What do the lines say from the one containing "let mut schemas = BTreeMap::new();" to the end of the records? Restate them word for word, and only those.

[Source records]
· · · · · · ·

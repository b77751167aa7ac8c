/// Database access layer
///
/// Repository functions, one module per entity family. Every function
/// takes an explicit `&PgPool`; there is no process-wide store handle.
pub mod characters;
pub mod comments;
pub mod favorites;
pub mod media;
pub mod planets;
pub mod posts;
pub mod users;
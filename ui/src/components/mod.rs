pub mod form;
pub mod screen_page;
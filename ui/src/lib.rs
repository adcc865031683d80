use gymdash::screens::Screen;
use leptos::prelude::*;
use leptos_router::components::{Route, Router, Routes, A};
use leptos_router::path;

mod api;
mod components;
mod types;

use components::screen_page::{Home, ScreenCreate, ScreenEdit};

#[component]
pub fn App() -> impl IntoView {
    view! {
        <Router>
            <div class="flex h-screen bg-gray-100">
                // Sidebar
                <div class="w-64 bg-gray-800 text-white p-4 flex flex-col">
                    <h1 class="text-2xl font-bold mb-8">"GymDash"</h1>
                    <nav class="space-y-1 flex-1">
                        <NavLink href="/" label="Dashboard" />
                        <div class="border-t border-gray-700 my-4"></div>
                        <NavLink href="/members/new" label="Members" />
                        <NavLink href="/exercises/new" label="Exercises" />
                        <NavLink href="/meals/new" label="Meals" />
                        <NavLink href="/blogs/new" label="Blogs" />
                        <NavLink href="/categories/new" label="Categories" />
                    </nav>
                    <div class="text-xs text-gray-500 mt-4">
                        "Gym admin dashboard"
                    </div>
                </div>

                // Main Content
                <div class="flex-1 overflow-y-auto">
                    <Routes fallback=|| "Not found.">
                        <Route path=path!("/") view=Home/>
                        <Route path=path!("/members/new") view=|| view! { <ScreenCreate screen=Screen::Members/> }/>
                        <Route path=path!("/members/edit/:id") view=|| view! { <ScreenEdit screen=Screen::Members/> }/>
                        <Route path=path!("/exercises/new") view=|| view! { <ScreenCreate screen=Screen::Exercises/> }/>
                        <Route path=path!("/exercises/edit/:id") view=|| view! { <ScreenEdit screen=Screen::Exercises/> }/>
                        <Route path=path!("/meals/new") view=|| view! { <ScreenCreate screen=Screen::Meals/> }/>
                        <Route path=path!("/meals/edit/:id") view=|| view! { <ScreenEdit screen=Screen::Meals/> }/>
                        <Route path=path!("/blogs/new") view=|| view! { <ScreenCreate screen=Screen::Blogs/> }/>
                        <Route path=path!("/blogs/edit/:id") view=|| view! { <ScreenEdit screen=Screen::Blogs/> }/>
                        <Route path=path!("/categories/new") view=|| view! { <ScreenCreate screen=Screen::Categories/> }/>
                        <Route path=path!("/categories/edit/:id") view=|| view! { <ScreenEdit screen=Screen::Categories/> }/>
                    </Routes>
                </div>
            </div>
        </Router>
    }
}

#[component]
fn NavLink(href: &'static str, label: &'static str) -> impl IntoView {
    view! {
        <A href=href attr:class="block p-2 hover:bg-gray-700 rounded transition-colors">
            {label}
        </A>
    }
}

#[wasm_bindgen::prelude::wasm_bindgen(start)]
pub fn main() {
    console_error_panic_hook::set_once();
    let _ = console_log::init_with_level(log::Level::Debug);
    leptos::mount::mount_to_body(App);
}
use ::config::{Config, Environment, File};
use serde::{Deserialize, Serialize};
use std::collections::BTreeMap;
use std::path::Path;
use std::time::Duration;

pub mod validator;

use crate::cli::Cli;
use crate::forms::{
    CharacterCounter, FieldDescriptor, FieldKind, FormSchema, ImageConstraints, PaginationConfig,
};

#[derive(Debug, Clone, Deserialize, Serialize)]
pub struct Settings {
    #[serde(default)]
    pub forms: FormSettings,
    /// Directory of extra schema files (json, yaml, toml), one form per file
    #[serde(default)]
    pub schemas_dir: Option<String>,
}

/// Defaults applied to every rendered form
#[derive(Debug, Clone, Deserialize, Serialize)]
pub struct FormSettings {
    /// Search debounce of paginated selects, in milliseconds
    #[serde(default = "default_debounce_ms")]
    pub debounce_ms: u64,
    #[serde(default = "default_page_size")]
    pub page_size: usize,
    /// Counter ceiling of textareas without a `maxLength` rule
    #[serde(default = "default_textarea_max_length")]
    pub textarea_max_length: usize,
    /// Upload ceiling in bytes for image fields without their own limit
    #[serde(default = "default_max_image_size")]
    pub max_image_size: u64,
    #[serde(default = "default_allowed_image_types")]
    pub allowed_image_types: Vec<String>,
}

fn default_debounce_ms() -> u64 {
    300
}

fn default_page_size() -> usize {
    10
}

fn default_textarea_max_length() -> usize {
    crate::forms::render::DEFAULT_TEXTAREA_MAX_LENGTH
}

fn default_max_image_size() -> u64 {
    crate::forms::schema::DEFAULT_MAX_FILE_SIZE
}

fn default_allowed_image_types() -> Vec<String> {
    ImageConstraints::default().allowed_types
}

impl Default for FormSettings {
    fn default() -> Self {
        Self {
            debounce_ms: default_debounce_ms(),
            page_size: default_page_size(),
            textarea_max_length: default_textarea_max_length(),
            max_image_size: default_max_image_size(),
            allowed_image_types: default_allowed_image_types(),
        }
    }
}

impl FormSettings {
    pub fn debounce(&self) -> Duration {
        Duration::from_millis(self.debounce_ms)
    }

    pub fn image_constraints(&self) -> ImageConstraints {
        ImageConstraints {
            max_file_size: self.max_image_size,
            allowed_types: self.allowed_image_types.clone(),
        }
    }

    /// Counter for a textarea, using the configured ceiling when the field
    /// sets no `max_length`
    pub fn counter(&self, field: &FieldDescriptor, text: &str) -> CharacterCounter {
        CharacterCounter::with_ceiling(text, field.validation.max_length, self.textarea_max_length)
    }

    /// Replace built-in defaults in `schema` with the configured ones.
    ///
    /// Fields that set their own page size or image constraints keep them.
    /// Validation rules are left alone.
    pub fn apply(&self, schema: &mut FormSchema) {
        let stock_images = ImageConstraints::default();
        let stock_page_size = PaginationConfig::new("").page_size;
        for section in &mut schema.sections {
            for field in &mut section.fields {
                match &mut field.kind {
                    FieldKind::Image(constraints) if *constraints == stock_images => {
                        *constraints = self.image_constraints();
                    }
                    FieldKind::SelectPagination(cfg) if cfg.page_size == stock_page_size => {
                        cfg.page_size = self.page_size;
                    }
                    _ => {}
                }
            }
        }
    }
}

impl Settings {
    pub fn new() -> Result<Self, anyhow::Error> {
        Self::from_root(".")
    }

    /// Create settings from CLI arguments (config file, env vars, CLI overrides)
    pub fn new_with_cli(cli: &Cli) -> Result<Self, anyhow::Error> {
        let s = Config::builder()
            .add_source(File::from(cli.config.clone()).required(false))
            .add_source(Environment::with_prefix("GYMDASH").separator("__"))
            .build()?;

        let mut settings: Settings = s.try_deserialize()?;

        // CLI > env vars > config file
        settings.apply_cli_overrides(cli);
        settings.check()?;

        Ok(settings)
    }

    pub fn from_root(root: &str) -> Result<Self, anyhow::Error> {
        let config_path = Path::new(root).join("gymdash");
        let s = Config::builder()
            .add_source(File::from(config_path).required(false))
            .add_source(Environment::with_prefix("GYMDASH").separator("__"))
            .build()?;

        let settings: Settings = s.try_deserialize()?;
        settings.check()?;
        Ok(settings)
    }

    fn apply_cli_overrides(&mut self, cli: &Cli) {
        if let Some(dir) = &cli.schemas_dir {
            self.schemas_dir = Some(dir.to_string_lossy().into_owned());
        }
        if let Some(page_size) = cli.page_size {
            self.forms.page_size = page_size;
        }
        if let Some(debounce_ms) = cli.debounce_ms {
            self.forms.debounce_ms = debounce_ms;
        }
    }

    fn check(&self) -> Result<(), anyhow::Error> {
        validator::SettingsValidator::validate(self).map_err(|errors| {
            let error_messages: Vec<String> = errors.iter().map(|e| e.to_string()).collect();
            anyhow::anyhow!(
                "Configuration validation failed:\n{}",
                error_messages.join("\n")
            )
        })
    }

    /// Load every schema file in `schemas_dir`, keyed by file stem
    pub fn load_schemas(&self) -> Result<BTreeMap<String, FormSchema>, anyhow::Error> {
        let mut schemas = BTreeMap::new();
        let Some(dir) = &self.schemas_dir else {
            return Ok(schemas);
        };

        let pattern = format!("{}/*", dir);
        for entry in glob::glob(&pattern)? {
            match entry {
                Ok(path) => {
                    let ext = path.extension().and_then(|e| e.to_str());
                    if !matches!(ext, Some("json" | "yaml" | "yml" | "toml")) {
                        continue;
                    }
                    let Some(stem) = path.file_stem().and_then(|s| s.to_str()) else {
                        continue;
                    };
                    let mut schema = FormSchema::from_path(&path)?;
                    self.forms.apply(&mut schema);
                    tracing::debug!(schema = stem, path = %path.display(), "Loaded external schema");
                    schemas.insert(stem.to_string(), schema);
                }
                Err(e) => tracing::warn!("Failed to read glob entry: {}", e),
            }
        }
        Ok(schemas)
    }
}

impl Default for Settings {
    fn default() -> Self {
        Self {
            forms: FormSettings::default(),
            schemas_dir: None,
        }
    }
}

· · · · · · ·

Solution below:
        let mut schemas = BTreeMap::new();
        let Some(dir) = &self.schemas_dir else {
            return Ok(schemas);
        };

        let pattern = format!("{}/*", dir);
        for entry in glob::glob(&pattern)? {
            match entry {
                Ok(path) => {
                    let ext = path.extension().and_then(|e| e.to_str());
                    if !matches!(ext, Some("json" | "yaml" | "yml" | "toml")) {
                        continue;
                    }
                    let Some(stem) = path.file_stem().and_then(|s| s.to_str()) else {
                        continue;
                    };
                    let mut schema = FormSchema::from_path(&path)?;
                    self.forms.apply(&mut schema);
                    tracing::debug!(schema = stem, path = %path.display(), "Loaded external schema");
                    schemas.insert(stem.to_string(), schema);
                }
                Err(e) => tracing::warn!("Failed to read glob entry: {}", e),
            }
        }
        Ok(schemas)
    }
}

impl Default for Settings {
    fn default() -> Self {
        Self {
            forms: FormSettings::default(),
            schemas_dir: None,
        }
    }
}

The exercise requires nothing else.